(RECORDS SUPPLIED)
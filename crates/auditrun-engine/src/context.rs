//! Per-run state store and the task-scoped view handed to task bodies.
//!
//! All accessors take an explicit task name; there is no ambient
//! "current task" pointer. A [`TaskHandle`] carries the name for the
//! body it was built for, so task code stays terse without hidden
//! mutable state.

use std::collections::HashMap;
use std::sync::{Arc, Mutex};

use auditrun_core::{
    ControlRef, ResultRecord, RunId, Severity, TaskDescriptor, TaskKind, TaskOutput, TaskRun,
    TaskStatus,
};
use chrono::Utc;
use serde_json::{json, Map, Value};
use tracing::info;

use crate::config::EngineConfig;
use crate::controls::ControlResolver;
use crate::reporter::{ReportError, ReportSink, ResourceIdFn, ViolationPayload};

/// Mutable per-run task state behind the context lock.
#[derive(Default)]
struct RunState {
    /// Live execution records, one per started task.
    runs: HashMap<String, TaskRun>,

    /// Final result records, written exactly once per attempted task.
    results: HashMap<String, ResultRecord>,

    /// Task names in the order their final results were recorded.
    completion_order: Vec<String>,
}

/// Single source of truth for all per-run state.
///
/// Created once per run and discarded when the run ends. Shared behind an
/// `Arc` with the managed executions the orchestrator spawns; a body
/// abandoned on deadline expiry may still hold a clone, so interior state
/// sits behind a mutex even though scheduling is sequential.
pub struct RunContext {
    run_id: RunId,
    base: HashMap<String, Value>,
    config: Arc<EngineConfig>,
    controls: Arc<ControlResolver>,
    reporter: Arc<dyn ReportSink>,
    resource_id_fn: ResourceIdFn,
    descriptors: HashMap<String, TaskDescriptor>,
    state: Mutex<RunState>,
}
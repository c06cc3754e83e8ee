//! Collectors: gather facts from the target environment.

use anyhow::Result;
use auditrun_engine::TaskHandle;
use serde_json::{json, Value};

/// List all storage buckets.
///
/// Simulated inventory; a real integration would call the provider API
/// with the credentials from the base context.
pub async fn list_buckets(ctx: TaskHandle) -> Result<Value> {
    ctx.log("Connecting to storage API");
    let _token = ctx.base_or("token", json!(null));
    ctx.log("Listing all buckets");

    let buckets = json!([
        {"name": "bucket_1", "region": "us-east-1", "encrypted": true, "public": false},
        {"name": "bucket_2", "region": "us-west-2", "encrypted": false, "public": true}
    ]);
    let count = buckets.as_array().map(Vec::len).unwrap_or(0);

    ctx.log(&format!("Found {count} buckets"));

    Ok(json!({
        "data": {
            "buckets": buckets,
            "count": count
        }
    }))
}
(End RECORDS SUPPLIED)
(RECORDS SUPPLIED)
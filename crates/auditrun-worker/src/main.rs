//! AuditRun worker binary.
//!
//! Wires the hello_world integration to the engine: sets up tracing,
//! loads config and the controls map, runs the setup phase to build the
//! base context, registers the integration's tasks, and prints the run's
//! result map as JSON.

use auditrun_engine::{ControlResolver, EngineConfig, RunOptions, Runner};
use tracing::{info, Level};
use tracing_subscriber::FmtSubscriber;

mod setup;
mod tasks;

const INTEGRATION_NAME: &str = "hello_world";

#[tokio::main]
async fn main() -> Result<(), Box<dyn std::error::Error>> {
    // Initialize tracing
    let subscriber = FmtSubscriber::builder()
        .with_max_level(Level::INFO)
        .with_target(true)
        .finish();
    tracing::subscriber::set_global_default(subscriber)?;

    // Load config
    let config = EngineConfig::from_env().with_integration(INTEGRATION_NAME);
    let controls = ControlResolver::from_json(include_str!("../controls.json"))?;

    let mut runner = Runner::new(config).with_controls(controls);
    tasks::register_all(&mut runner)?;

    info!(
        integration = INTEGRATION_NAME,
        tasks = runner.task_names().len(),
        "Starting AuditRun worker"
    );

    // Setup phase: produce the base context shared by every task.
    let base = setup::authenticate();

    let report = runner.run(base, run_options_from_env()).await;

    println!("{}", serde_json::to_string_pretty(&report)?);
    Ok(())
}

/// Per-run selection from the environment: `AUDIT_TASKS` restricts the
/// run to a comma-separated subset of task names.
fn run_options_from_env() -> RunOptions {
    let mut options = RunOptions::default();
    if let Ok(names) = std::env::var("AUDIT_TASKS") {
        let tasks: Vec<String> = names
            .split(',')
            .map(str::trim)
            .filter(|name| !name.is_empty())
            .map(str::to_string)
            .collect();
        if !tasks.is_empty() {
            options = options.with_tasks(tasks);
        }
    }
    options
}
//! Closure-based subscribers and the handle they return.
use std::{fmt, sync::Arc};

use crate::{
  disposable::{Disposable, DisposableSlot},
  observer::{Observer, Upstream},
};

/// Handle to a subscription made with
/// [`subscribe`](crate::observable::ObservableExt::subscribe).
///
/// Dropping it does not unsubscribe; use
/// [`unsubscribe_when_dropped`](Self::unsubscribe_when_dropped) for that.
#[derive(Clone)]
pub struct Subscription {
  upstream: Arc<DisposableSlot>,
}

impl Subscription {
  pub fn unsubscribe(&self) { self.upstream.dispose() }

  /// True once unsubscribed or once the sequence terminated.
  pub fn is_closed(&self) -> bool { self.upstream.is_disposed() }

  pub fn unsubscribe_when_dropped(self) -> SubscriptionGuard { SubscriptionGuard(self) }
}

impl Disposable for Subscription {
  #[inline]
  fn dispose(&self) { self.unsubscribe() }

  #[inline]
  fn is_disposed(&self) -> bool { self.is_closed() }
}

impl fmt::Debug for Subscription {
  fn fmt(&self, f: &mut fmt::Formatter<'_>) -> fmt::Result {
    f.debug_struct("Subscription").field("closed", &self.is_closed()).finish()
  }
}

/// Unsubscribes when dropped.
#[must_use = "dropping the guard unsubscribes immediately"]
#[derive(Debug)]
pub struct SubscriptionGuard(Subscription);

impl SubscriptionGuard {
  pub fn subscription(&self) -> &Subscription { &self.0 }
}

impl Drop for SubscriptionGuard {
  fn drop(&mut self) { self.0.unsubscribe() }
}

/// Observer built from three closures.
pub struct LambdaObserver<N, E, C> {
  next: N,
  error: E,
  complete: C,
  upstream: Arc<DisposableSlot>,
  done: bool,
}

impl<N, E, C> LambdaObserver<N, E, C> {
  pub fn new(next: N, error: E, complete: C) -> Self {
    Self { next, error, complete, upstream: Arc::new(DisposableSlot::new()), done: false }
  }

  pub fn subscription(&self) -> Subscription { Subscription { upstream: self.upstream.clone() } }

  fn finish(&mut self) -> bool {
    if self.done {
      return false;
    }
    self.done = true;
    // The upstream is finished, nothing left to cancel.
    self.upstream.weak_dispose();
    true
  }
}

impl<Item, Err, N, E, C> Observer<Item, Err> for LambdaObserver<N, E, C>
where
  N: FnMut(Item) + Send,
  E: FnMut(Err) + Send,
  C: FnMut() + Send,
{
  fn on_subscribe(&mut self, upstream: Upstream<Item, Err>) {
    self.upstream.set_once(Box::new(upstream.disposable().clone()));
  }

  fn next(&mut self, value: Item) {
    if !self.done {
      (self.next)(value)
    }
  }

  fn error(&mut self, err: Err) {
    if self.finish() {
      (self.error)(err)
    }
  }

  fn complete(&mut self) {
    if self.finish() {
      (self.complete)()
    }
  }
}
(End RECORDS SUPPLIED)
(RECORDS SUPPLIED)
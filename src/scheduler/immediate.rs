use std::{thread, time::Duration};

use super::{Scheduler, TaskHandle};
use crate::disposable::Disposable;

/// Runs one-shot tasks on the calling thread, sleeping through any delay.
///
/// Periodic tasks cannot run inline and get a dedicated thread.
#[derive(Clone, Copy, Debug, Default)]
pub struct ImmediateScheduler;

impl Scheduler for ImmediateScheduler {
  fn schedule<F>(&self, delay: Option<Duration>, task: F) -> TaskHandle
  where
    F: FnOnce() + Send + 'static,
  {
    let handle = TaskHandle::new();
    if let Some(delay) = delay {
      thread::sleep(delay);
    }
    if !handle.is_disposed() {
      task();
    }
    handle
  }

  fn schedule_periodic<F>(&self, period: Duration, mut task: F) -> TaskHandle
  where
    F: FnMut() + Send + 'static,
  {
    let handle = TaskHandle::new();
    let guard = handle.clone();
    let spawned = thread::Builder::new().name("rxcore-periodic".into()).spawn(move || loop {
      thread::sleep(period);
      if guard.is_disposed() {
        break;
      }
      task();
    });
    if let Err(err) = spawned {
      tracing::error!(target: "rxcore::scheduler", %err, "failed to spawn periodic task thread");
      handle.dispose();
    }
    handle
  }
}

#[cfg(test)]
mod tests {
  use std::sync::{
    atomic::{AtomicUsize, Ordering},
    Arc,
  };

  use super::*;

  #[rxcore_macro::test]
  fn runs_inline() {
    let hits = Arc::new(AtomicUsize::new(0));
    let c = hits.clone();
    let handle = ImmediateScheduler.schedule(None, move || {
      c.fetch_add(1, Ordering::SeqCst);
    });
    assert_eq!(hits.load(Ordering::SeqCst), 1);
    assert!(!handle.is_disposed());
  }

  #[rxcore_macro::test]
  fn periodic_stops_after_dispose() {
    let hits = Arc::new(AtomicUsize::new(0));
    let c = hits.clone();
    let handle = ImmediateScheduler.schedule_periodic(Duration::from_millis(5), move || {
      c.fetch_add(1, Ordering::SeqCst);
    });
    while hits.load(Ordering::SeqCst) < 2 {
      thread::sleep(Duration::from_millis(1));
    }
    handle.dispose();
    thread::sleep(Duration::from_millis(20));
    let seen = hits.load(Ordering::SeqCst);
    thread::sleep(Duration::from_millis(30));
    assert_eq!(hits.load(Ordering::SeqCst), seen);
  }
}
(End RECORDS SUPPLIED)
Whenever a line of the data includes the word "static", show that line in full.

    F: FnOnce() + Send + 'static,
    F: FnMut() + Send + 'static,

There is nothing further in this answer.